_WHAT IS EXPECTED:_ Please copy the leading lines of the entries below exactly, concluding with the line in which "use storefront_commerce::Money;" occurs.

_DATA RECORDS:_
'''
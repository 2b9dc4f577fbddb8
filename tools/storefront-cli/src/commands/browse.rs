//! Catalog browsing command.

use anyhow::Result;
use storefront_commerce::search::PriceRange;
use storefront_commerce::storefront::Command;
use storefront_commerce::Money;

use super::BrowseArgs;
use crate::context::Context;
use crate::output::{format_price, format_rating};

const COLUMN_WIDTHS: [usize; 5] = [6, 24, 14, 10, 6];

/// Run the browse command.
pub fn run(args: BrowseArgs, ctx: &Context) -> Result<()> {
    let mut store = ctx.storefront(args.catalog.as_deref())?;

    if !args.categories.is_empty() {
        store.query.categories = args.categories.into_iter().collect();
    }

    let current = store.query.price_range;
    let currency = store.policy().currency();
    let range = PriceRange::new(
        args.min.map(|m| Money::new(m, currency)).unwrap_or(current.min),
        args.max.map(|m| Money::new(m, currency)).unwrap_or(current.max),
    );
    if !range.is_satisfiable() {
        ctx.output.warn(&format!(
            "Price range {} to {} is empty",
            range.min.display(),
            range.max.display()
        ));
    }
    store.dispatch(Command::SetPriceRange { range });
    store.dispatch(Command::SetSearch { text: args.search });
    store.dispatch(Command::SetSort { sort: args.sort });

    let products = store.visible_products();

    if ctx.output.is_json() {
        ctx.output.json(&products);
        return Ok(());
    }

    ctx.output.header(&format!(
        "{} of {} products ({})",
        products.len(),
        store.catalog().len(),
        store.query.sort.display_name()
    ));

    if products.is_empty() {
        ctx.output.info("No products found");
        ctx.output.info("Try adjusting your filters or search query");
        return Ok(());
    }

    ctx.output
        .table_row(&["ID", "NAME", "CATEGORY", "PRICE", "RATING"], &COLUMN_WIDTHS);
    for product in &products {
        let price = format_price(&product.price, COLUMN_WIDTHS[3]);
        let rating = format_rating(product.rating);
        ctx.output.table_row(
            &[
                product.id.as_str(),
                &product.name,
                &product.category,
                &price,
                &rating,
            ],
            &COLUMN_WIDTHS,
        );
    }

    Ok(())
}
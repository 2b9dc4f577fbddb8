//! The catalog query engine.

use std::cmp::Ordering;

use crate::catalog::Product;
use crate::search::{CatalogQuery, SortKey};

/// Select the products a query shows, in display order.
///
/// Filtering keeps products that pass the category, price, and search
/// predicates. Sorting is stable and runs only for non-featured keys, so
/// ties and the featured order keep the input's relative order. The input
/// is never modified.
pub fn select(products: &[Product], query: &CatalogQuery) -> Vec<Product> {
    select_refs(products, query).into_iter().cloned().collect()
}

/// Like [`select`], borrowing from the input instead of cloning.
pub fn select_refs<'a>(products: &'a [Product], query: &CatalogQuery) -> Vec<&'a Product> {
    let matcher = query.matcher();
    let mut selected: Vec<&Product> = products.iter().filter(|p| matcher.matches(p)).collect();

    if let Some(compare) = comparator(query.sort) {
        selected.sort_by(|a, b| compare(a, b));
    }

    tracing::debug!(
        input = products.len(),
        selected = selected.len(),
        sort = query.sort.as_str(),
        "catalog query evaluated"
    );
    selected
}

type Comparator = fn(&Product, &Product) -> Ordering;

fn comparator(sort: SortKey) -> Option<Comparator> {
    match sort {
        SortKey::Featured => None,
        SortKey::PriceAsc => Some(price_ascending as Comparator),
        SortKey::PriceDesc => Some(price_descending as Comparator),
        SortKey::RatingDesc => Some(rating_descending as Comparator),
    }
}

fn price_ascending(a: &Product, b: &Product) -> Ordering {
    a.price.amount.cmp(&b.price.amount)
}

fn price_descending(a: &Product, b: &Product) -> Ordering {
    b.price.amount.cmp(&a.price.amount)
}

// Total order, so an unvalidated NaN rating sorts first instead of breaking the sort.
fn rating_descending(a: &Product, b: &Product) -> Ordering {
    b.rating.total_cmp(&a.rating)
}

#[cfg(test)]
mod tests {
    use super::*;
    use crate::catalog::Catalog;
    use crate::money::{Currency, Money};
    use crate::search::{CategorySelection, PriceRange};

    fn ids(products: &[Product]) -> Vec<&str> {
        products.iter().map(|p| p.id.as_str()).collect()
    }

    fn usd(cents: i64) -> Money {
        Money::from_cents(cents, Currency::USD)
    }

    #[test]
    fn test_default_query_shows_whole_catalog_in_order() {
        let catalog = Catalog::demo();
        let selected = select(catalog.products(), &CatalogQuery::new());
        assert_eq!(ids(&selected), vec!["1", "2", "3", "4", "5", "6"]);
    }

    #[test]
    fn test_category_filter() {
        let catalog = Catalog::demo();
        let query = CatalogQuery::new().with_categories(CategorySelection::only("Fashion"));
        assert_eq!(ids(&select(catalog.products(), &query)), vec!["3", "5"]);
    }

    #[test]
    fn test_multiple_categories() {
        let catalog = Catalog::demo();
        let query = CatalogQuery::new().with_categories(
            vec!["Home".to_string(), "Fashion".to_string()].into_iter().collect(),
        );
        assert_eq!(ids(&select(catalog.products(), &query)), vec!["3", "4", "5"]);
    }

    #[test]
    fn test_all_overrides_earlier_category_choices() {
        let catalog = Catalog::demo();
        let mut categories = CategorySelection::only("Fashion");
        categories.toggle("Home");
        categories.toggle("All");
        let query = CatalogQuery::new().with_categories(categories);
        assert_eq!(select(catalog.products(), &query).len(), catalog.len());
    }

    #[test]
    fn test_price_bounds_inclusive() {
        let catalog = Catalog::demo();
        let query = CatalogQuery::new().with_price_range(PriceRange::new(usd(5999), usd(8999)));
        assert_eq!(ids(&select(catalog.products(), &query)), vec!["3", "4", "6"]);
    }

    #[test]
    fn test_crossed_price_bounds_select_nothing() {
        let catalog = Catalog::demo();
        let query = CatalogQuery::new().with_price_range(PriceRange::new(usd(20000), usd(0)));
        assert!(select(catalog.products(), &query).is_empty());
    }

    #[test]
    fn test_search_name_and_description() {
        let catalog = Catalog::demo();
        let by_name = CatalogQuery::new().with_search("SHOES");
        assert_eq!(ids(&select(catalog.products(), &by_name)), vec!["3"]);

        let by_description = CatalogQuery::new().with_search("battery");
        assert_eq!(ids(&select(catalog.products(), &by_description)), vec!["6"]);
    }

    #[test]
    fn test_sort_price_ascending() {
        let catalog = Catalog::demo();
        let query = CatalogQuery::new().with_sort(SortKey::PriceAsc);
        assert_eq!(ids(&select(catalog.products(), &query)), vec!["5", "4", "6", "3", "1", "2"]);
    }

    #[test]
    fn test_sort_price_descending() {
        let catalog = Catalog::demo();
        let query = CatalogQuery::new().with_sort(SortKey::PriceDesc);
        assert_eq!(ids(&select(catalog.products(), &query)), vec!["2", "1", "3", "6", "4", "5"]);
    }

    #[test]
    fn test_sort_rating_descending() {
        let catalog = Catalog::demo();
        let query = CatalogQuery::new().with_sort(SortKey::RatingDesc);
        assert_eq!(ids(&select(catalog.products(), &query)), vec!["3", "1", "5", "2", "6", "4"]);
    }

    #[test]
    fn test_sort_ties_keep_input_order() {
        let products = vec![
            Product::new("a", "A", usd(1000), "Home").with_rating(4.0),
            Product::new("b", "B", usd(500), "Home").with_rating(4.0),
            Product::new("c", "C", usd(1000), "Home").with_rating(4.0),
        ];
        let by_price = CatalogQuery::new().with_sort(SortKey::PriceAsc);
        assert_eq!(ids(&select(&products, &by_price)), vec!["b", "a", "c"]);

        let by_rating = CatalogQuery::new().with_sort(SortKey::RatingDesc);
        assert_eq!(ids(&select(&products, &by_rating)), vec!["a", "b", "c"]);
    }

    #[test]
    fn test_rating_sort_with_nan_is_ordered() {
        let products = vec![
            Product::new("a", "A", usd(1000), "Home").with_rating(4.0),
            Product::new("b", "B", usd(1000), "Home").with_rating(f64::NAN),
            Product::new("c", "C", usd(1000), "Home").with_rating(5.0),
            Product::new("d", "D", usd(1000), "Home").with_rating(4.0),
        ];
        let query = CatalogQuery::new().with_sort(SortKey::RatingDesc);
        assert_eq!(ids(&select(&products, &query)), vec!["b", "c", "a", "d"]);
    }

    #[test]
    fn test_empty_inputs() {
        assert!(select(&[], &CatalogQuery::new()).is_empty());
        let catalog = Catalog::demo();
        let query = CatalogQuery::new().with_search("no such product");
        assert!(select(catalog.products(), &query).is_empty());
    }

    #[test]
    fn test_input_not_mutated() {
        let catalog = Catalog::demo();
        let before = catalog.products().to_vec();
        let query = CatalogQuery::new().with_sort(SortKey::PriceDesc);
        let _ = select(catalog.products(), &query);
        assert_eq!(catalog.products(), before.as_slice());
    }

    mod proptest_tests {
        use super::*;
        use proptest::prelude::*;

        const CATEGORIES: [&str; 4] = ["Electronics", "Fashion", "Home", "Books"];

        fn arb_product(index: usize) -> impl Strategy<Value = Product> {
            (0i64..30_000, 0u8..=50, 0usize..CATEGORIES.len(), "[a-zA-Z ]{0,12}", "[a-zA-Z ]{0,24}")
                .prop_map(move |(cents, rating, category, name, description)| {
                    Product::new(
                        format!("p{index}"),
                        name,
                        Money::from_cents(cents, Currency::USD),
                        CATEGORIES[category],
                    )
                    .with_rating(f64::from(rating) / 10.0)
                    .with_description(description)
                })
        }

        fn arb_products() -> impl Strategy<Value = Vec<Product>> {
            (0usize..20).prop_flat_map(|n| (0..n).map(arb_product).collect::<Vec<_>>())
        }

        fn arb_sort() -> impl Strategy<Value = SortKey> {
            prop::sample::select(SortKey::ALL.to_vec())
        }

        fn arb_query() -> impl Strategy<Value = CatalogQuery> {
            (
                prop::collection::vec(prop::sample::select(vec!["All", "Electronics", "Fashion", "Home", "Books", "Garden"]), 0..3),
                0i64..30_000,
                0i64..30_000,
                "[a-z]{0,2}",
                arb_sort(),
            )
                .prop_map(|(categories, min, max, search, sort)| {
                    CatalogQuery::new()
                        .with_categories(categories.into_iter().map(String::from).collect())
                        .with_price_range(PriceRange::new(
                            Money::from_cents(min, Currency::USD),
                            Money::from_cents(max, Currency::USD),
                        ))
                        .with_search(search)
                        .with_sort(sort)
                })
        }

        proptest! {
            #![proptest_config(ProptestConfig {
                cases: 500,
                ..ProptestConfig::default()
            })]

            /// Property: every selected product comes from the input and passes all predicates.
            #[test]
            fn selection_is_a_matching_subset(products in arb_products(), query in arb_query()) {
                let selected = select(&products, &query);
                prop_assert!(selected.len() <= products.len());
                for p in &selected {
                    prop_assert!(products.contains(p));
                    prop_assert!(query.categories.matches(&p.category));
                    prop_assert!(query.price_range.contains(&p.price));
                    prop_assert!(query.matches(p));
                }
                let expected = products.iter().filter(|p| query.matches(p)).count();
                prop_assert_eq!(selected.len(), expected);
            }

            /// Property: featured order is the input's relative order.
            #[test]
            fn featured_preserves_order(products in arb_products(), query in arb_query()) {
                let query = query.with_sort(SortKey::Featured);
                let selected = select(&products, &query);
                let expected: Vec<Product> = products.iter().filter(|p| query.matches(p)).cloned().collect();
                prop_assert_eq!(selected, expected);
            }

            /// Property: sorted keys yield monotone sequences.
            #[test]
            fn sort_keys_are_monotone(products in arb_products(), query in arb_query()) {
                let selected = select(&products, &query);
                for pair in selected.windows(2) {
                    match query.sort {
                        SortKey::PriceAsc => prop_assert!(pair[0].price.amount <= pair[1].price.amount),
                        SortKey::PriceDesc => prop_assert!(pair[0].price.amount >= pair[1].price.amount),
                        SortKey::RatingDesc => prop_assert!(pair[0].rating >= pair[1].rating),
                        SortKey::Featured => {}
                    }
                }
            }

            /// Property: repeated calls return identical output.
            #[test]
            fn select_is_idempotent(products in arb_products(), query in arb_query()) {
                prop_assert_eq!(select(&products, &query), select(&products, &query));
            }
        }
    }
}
'''
_OUTPUT OF THE EXERCISE:_
repository 2b9dc4f577fbddb8
filename tools/storefront-cli/src/commands/browse.rs
//! Catalog browsing command.

use anyhow::Result;
use storefront_commerce::search::PriceRange;
use storefront_commerce::storefront::Command;
use storefront_commerce::Money;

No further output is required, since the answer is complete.